Party leaderships need to encourage their supporters to respond calmly to any problems they see as arising in the elections, and stronger at stamping out violence and intimidation by their supporters. In addition, security forces need to be seen to work neutrally and with greater accountability and transparency at all times. We think these problems are very serious and a meaningful inclusive national discussion is needed to address these issues.
The EU called for a serious electoral reform in Nigeria. What shape do you think it can take?
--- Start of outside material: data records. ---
// src/config.rs
// =============================================================================
// Settings for the crawler, the fetcher and the word counter.
//
// Every field has a default, so an empty JSON object is a valid settings
// file. The CLI loads an optional file first and then applies its flags on
// top of it.
// =============================================================================

use anyhow::{Context, Result};
use serde::{Deserialize, Serialize};
use std::path::Path;
use std::time::Duration;

/// Browser-like User-Agent sent with every request
pub const DEFAULT_USER_AGENT: &str = "Mozilla/5.0 (Windows NT 10.0; Win64; x64) \
    AppleWebKit/537.36 (KHTML, like Gecko) Chrome/58.0.3029.110 Safari/537.3";

/// Bounds for one crawl
#[derive(Debug, Clone, Copy, PartialEq, Eq, Serialize, Deserialize)]
#[serde(default)]
pub struct CrawlConfig {
    /// Maximum number of link hops from the seed URL
    pub max_depth: usize,
    /// Maximum number of pages collected
    pub max_pages: usize,
}

impl Default for CrawlConfig {
    fn default() -> Self {
        Self {
            max_depth: 2,
            max_pages: 100,
        }
    }
}

/// How pages are downloaded
#[derive(Debug, Clone, PartialEq, Eq, Serialize, Deserialize)]
#[serde(default)]
pub struct FetchConfig {
    pub user_agent: String,
    /// Timeout for a single request attempt
    #[serde(with = "duration_secs")]
    pub timeout: Duration,
    /// Total attempts per URL, including the first one
    pub max_attempts: usize,
    /// Pause between two attempts
    #[serde(with = "duration_secs")]
    pub retry_delay: Duration,
    /// Skip TLS certificate verification. Off unless asked for explicitly.
    pub accept_invalid_certs: bool,
}

impl Default for FetchConfig {
    fn default() -> Self {
        Self {
            user_agent: DEFAULT_USER_AGENT.to_string(),
            timeout: Duration::from_secs(10),
            max_attempts: 3,
            retry_delay: Duration::from_secs(2),
            accept_invalid_certs: false,
        }
    }
}

/// How the word count job runs
#[derive(Debug, Clone, Copy, PartialEq, Eq, Serialize, Deserialize)]
#[serde(default)]
pub struct ScoreConfig {
    /// Number of pages counted at the same time
    pub workers: usize,
    /// Crawl depth used by word count jobs
    pub max_depth: usize,
}

impl Default for ScoreConfig {
    fn default() -> Self {
        let workers = std::thread::available_parallelism()
            .map(|n| n.get())
            .unwrap_or(1);

        Self {
            workers,
            max_depth: 1,
        }
    }
}

/// All settings together, as read from a settings file
#[derive(Debug, Clone, Default, PartialEq, Eq, Serialize, Deserialize)]
#[serde(default)]
pub struct Settings {
    pub crawl: CrawlConfig,
    pub fetch: FetchConfig,
    pub score: ScoreConfig,
}

impl Settings {
    /// Loads settings from a JSON file
    pub fn from_file(path: impl AsRef<Path>) -> Result<Self> {
        let path = path.as_ref();
        let contents = std::fs::read_to_string(path)
            .with_context(|| format!("Failed to read settings file {}", path.display()))?;

        Self::from_json(&contents)
            .with_context(|| format!("Invalid settings file {}", path.display()))
    }

    /// Parses settings from a JSON string
    pub fn from_json(json: &str) -> Result<Self> {
        Ok(serde_json::from_str(json)?)
    }
}

// Durations are written as (fractional) seconds in settings files
mod duration_secs {
    use serde::{Deserialize, Deserializer, Serializer};
    use std::time::Duration;

    pub fn serialize<S: Serializer>(value: &Duration, serializer: S) -> Result<S::Ok, S::Error> {
        serializer.serialize_f64(value.as_secs_f64())
    }

    pub fn deserialize<'de, D: Deserializer<'de>>(deserializer: D) -> Result<Duration, D::Error> {
        let secs = f64::deserialize(deserializer)?;
        Duration::try_from_secs_f64(secs).map_err(serde::de::Error::custom)
    }
}
// src/lib.rs
// =============================================================================
// word-score: crawl a website and count how many times a word appears on it.
//
// Pipeline:
//   JobManager -> Crawler (pages) -> aggregate (total) -> JobStatus
//
// Modules:
// - page: the downloaded page value
// - fetch: downloading pages (HTTP with retry)
// - extract: links and visible text out of HTML
// - crawl: the breadth-first crawler
// - score: word counting, single page and concurrent
// - job: background jobs with submit/poll
// - config: settings and their defaults
// - error: error types
// =============================================================================

pub mod config;
pub mod crawl;
pub mod error;
pub mod extract;
pub mod fetch;
pub mod job;
pub mod page;
pub mod score;

pub use config::{CrawlConfig, FetchConfig, ScoreConfig, Settings};
pub use crawl::{CrawlResult, Crawler};
pub use error::{Error, Result};
pub use fetch::{Fetcher, HttpFetcher};
pub use job::{JobManager, JobStatus};
pub use page::Page;
pub use score::{aggregate, count_word_occurrences, word_total_occurrences, WordCountReport};
use std::collections::HashMap;

use serde::{Deserialize, Serialize};

/// Per-execution context supplied by the engine.
///
/// Authentication has already been resolved into `tenant_id` / `user_id`
/// by the caller.
#[derive(Debug, Clone, PartialEq, Default, Serialize, Deserialize)]
#[serde(default)]
pub struct WorkflowContext {
  pub tenant_id: String,
  pub user_id: String,
  pub execution_id: String,
  /// Workflow input data.
  pub data: serde_json::Value,
  /// Resolved user profile.
  pub user: serde_json::Value,
  /// Pre-parsed script definitions keyed by name.
  pub scripts: HashMap<String, serde_json::Value>,
}

impl WorkflowContext {
  pub fn new(
    tenant_id: impl Into<String>,
    user_id: impl Into<String>,
    execution_id: impl Into<String>,
  ) -> Self {
    Self {
      tenant_id: tenant_id.into(),
      user_id: user_id.into(),
      execution_id: execution_id.into(),
      ..Self::default()
    }
  }

  pub fn with_data(mut self, data: serde_json::Value) -> Self {
    self.data = data;
    self
  }

  pub fn with_script(mut self, name: impl Into<String>, definition: serde_json::Value) -> Self {
    self.scripts.insert(name.into(), definition);
    self
  }
}

/// Engine-defined execution state. Opaque to weft apart from being readable
/// by script arguments.
#[derive(Debug, Clone, PartialEq, Default, Serialize, Deserialize)]
#[serde(default)]
pub struct ExecutionState {
  /// Outputs of nodes that already completed, keyed by node id.
  pub outputs: HashMap<String, serde_json::Value>,
  /// Free-form engine variables.
  pub variables: serde_json::Map<String, serde_json::Value>,
}

impl ExecutionState {
  /// JSON view of the state, used for reference resolution.
  pub fn to_value(&self) -> serde_json::Value {
    serde_json::json!({
      "outputs": self.outputs,
      "variables": self.variables,
    })
  }
}
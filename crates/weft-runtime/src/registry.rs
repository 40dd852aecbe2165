use std::collections::HashMap;
use std::sync::Arc;

use async_trait::async_trait;
use weft_workflow::{
  ExecutionState, NodeDispatcher, NodeError, NodeExecutor, NodeResult, WorkflowContext,
  WorkflowNode,
};

/// Executors keyed by node type.
#[derive(Default, Clone)]
pub struct ExecutorRegistry {
  executors: HashMap<String, Arc<dyn NodeExecutor>>,
}

impl ExecutorRegistry {
  pub fn new() -> Self {
    Self::default()
  }

  /// Register `executor` for `node_type`, replacing any previous one.
  pub fn register(&mut self, node_type: impl Into<String>, executor: Arc<dyn NodeExecutor>) {
    self.executors.insert(node_type.into(), executor);
  }

  pub fn with_executor(mut self, node_type: impl Into<String>, executor: Arc<dyn NodeExecutor>) -> Self {
    self.register(node_type, executor);
    self
  }

  pub fn get(&self, node_type: &str) -> Option<&Arc<dyn NodeExecutor>> {
    self.executors.get(node_type)
  }

  pub fn contains(&self, node_type: &str) -> bool {
    self.executors.contains_key(node_type)
  }

  /// Registered node types, sorted.
  pub fn node_types(&self) -> Vec<&str> {
    let mut types: Vec<&str> = self.executors.keys().map(String::as_str).collect();
    types.sort_unstable();
    types
  }
}

impl std::fmt::Debug for ExecutorRegistry {
  fn fmt(&self, f: &mut std::fmt::Formatter<'_>) -> std::fmt::Result {
    f.debug_struct("ExecutorRegistry")
      .field("node_types", &self.node_types())
      .finish()
  }
}

#[async_trait]
impl NodeDispatcher for ExecutorRegistry {
  async fn dispatch(
    &self,
    node_type: &str,
    node: &WorkflowNode,
    context: &WorkflowContext,
    state: &ExecutionState,
  ) -> Result<NodeResult, NodeError> {
    let executor = self.get(node_type).ok_or_else(|| {
      NodeError::new(
        "UnknownNodeType",
        format!("no executor registered for node type '{}'", node_type),
      )
    })?;
    executor.execute(node, context, state).await
  }
}
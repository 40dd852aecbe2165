use serde::{Deserialize, Serialize};
use weft_config::RecoveryStrategyType;

use crate::state::RecoveryAttempt;

/// Outcome of [`ErrorRecoveryManager::handle_error`](crate::ErrorRecoveryManager::handle_error).
///
/// A failed recovery is reported here, never as an `Err`.
#[derive(Debug, Clone, PartialEq, Serialize, Deserialize)]
pub struct RecoveryResult {
  pub success: bool,
  pub strategy: RecoveryStrategyType,
  /// Number of recovery attempts made.
  pub attempts: u32,
  pub total_duration_ms: f64,
  #[serde(default, skip_serializing_if = "Option::is_none")]
  pub output: Option<serde_json::Value>,
  #[serde(default, skip_serializing_if = "Option::is_none")]
  pub error: Option<String>,
  #[serde(default, skip_serializing_if = "Vec::is_empty")]
  pub recovery_attempts: Vec<RecoveryAttempt>,
}
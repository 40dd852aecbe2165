//! Weft Workflow
//!
//! This crate provides the types shared with the graph-level workflow engine.
//! The engine owns traversal and edge wiring; weft only sees one node at a
//! time, together with the execution context and state the engine passes
//! through unmodified.
//!
//! The [`NodeExecutor`] trait is implemented by concrete node kinds (script,
//! Lua, HTTP, ...) and [`NodeDispatcher`] is the single channel through which
//! the recovery manager re-invokes them.

mod context;
mod error;
mod executor;
mod result;

pub use context::{ExecutionState, WorkflowContext};
pub use error::NodeError;
pub use executor::{NodeDispatcher, NodeExecutor};
pub use result::{NodeResult, NodeStatus};

/// A node as handed over by the engine.
pub type WorkflowNode = weft_config::NodeDef;
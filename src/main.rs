use std::io::{self, Read};
use std::path::{Path, PathBuf};

use anyhow::{Context, Result, bail};
use clap::{Parser, Subcommand};
use tokio_util::sync::CancellationToken;
use tracing_subscriber::EnvFilter;

use weft_config::Settings;
use weft_runtime::NodeRuntime;
use weft_script::{Interpreter, InterpreterOptions, ScriptDefinition};
use weft_workflow::{ExecutionState, WorkflowContext, WorkflowNode};

/// Weft - declarative node logic with fault-tolerant execution
#[derive(Parser)]
#[command(name = "weft")]
#[command(version, about, long_about = None)]
struct Cli {
  /// Path to a settings file (JSON). Defaults apply when omitted.
  #[arg(long, global = true)]
  config: Option<PathBuf>,

  #[command(subcommand)]
  command: Option<Commands>,
}

#[derive(Subcommand)]
enum Commands {
  /// Run a script function or a single node
  Run {
    #[command(subcommand)]
    target: RunTarget,
  },
}

#[derive(Subcommand)]
enum RunTarget {
  /// Run a function of a script definition
  Function {
    /// Path to the script definition (JSON)
    script_file: PathBuf,

    /// Name of the function to run
    name: String,

    /// Positional arguments as a JSON array
    #[arg(long)]
    args: Option<String>,
  },

  /// Run a single node with its recovery strategy
  Node {
    /// Path to the node definition (JSON)
    node_file: PathBuf,

    /// Workflow context as JSON; stdin is used as `data` when piped
    #[arg(long)]
    context: Option<String>,

    /// Execution state as JSON
    #[arg(long)]
    state: Option<String>,

    /// Print the recovery metrics export to stderr afterwards
    #[arg(long)]
    metrics: bool,
  },
}

fn main() -> Result<()> {
  tracing_subscriber::fmt()
    .with_env_filter(EnvFilter::try_from_default_env().unwrap_or_else(|_| EnvFilter::new("info")))
    .with_writer(io::stderr)
    .init();

  let cli = Cli::parse();
  let settings = Settings::load_or_default(cli.config.as_deref())
    .context("failed to load settings")?;

  match cli.command {
    Some(Commands::Run { target }) => match target {
      RunTarget::Function {
        script_file,
        name,
        args,
      } => {
        run_function(&settings, &script_file, &name, args.as_deref())?;
      }
      RunTarget::Node {
        node_file,
        context,
        state,
        metrics,
      } => {
        run_node(settings, node_file, context, state, metrics)?;
      }
    },
    None => {
      println!("weft - use --help to see available commands");
    }
  }

  Ok(())
}

fn run_function(settings: &Settings, script_file: &Path, name: &str, args: Option<&str>) -> Result<()> {
  let script = ScriptDefinition::from_path(script_file)
    .with_context(|| format!("failed to load script: {}", script_file.display()))?;

  let args = match args {
    Some(json) => match serde_json::from_str(json).context("failed to parse --args")? {
      serde_json::Value::Array(items) => items,
      other => bail!("--args must be a JSON array, got {}", other),
    },
    None => Vec::new(),
  };

  let interpreter = Interpreter::new().with_options(InterpreterOptions {
    strict_kinds: settings.script.strict_kinds,
  });
  let result = interpreter
    .run_function(&script, name, &args)
    .with_context(|| format!("function '{}' failed", name))?;

  // `undefined` has no JSON form; print null.
  println!(
    "{}",
    serde_json::to_string_pretty(&result.unwrap_or(serde_json::Value::Null))?
  );

  Ok(())
}

fn run_node(
  settings: Settings,
  node_file: PathBuf,
  context: Option<String>,
  state: Option<String>,
  metrics: bool,
) -> Result<()> {
  let rt = tokio::runtime::Runtime::new()?;
  rt.block_on(async { run_node_async(settings, node_file, context, state, metrics).await })
}

async fn run_node_async(
  settings: Settings,
  node_file: PathBuf,
  context: Option<String>,
  state: Option<String>,
  metrics: bool,
) -> Result<()> {
  let node_content = tokio::fs::read_to_string(&node_file)
    .await
    .with_context(|| format!("failed to read node file: {}", node_file.display()))?;

  let node: WorkflowNode = serde_json::from_str(&node_content)
    .with_context(|| format!("failed to parse node file: {}", node_file.display()))?;

  let context: WorkflowContext = match context {
    Some(json) => serde_json::from_str(&json).context("failed to parse --context")?,
    None => WorkflowContext::default().with_data(read_payload_from_stdin()?),
  };

  let state: ExecutionState = match state {
    Some(json) => serde_json::from_str(&json).context("failed to parse --state")?,
    None => ExecutionState::default(),
  };

  eprintln!("Running node: {} (type: {})", node.id, node.node_type);

  let runtime = NodeRuntime::from_settings(&settings);

  let cancel = CancellationToken::new();
  let interrupt = cancel.clone();
  tokio::spawn(async move {
    if tokio::signal::ctrl_c().await.is_ok() {
      interrupt.cancel();
    }
  });

  let result = runtime
    .execute_node(&node, &context, &state, cancel)
    .await
    .context("node execution failed")?;

  if metrics {
    eprintln!(
      "{}",
      serde_json::to_string_pretty(&runtime.recovery().export_metrics())?
    );
  }

  println!("{}", serde_json::to_string_pretty(&result)?);

  Ok(())
}

fn read_payload_from_stdin() -> Result<serde_json::Value> {
  use std::io::IsTerminal;

  if io::stdin().is_terminal() {
    return Ok(serde_json::json!({}));
  }

  let mut input = String::new();
  io::stdin()
    .read_to_string(&mut input)
    .context("failed to read payload from stdin")?;

  if input.trim().is_empty() {
    Ok(serde_json::json!({}))
  } else {
    serde_json::from_str(&input).context("failed to parse payload JSON from stdin")
  }
}
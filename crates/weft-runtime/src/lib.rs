//! Node execution for weft.
//!
//! [`NodeRuntime::execute_node`] dispatches a node to the executor registered
//! for its type and, when the execution fails, applies the node's recovery
//! strategy through the shared
//! [`ErrorRecoveryManager`](weft_recovery::ErrorRecoveryManager).

mod error;
mod registry;
mod runtime;
mod script;

pub use error::RuntimeError;
pub use registry::ExecutorRegistry;
pub use runtime::NodeRuntime;
pub use script::{SCRIPT_NODE_TYPE, ScriptExecutor};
There needs to be an inclusive national discussion on reform for greater electoral integrity and participation. The suggestion of a national conversation comes from INEC itself. It is one that the European Union would support. In our final report we will make specific recommendations for improvements to various different aspects of the election process. It’s important that reform starts early as it takes time.
People flayed the international observers on earlier reports about the Presidential and National Assembly elections, saying that the reports did not reflect the actual state of affairs. They also expressed disappointment that the international community they relied on for help, abandoned them. What is your take on this?
The EU EOM’s assessment of the Presidential and National Assembly elections has, in some cases, been misreported. If the report is read, you will see a number of concerns expressed about the electoral process. The headline of the EU EOM’s assessment was that there were serious operational shortcomings, but that civil society played an extremely positive role in promoting electoral accountability.
Prior to the general election, the Nigerian Government kicked against the position of the United States, the United Kingdom and the European Union in the country and accused you of meddling in the country’s internal affairs. Don’t you think African nations should be left alone to manage their own elections and affairs without the input of western countries?
This is a question for EU member states, rather than an election observation mission. The EU was invited to deploy an election observation mission by INEC. We only come when we are invited. We give our assessment and make recommendations, but of course, what happens next is up to the people and institutions of Nigeria. We encourage a serious reform process so that the problems seen in this election don’t happen again.
Based on infractions noticed during the polls, will EU consider sanctions against some actors?
This is a question for EU member states, not an election observation mission.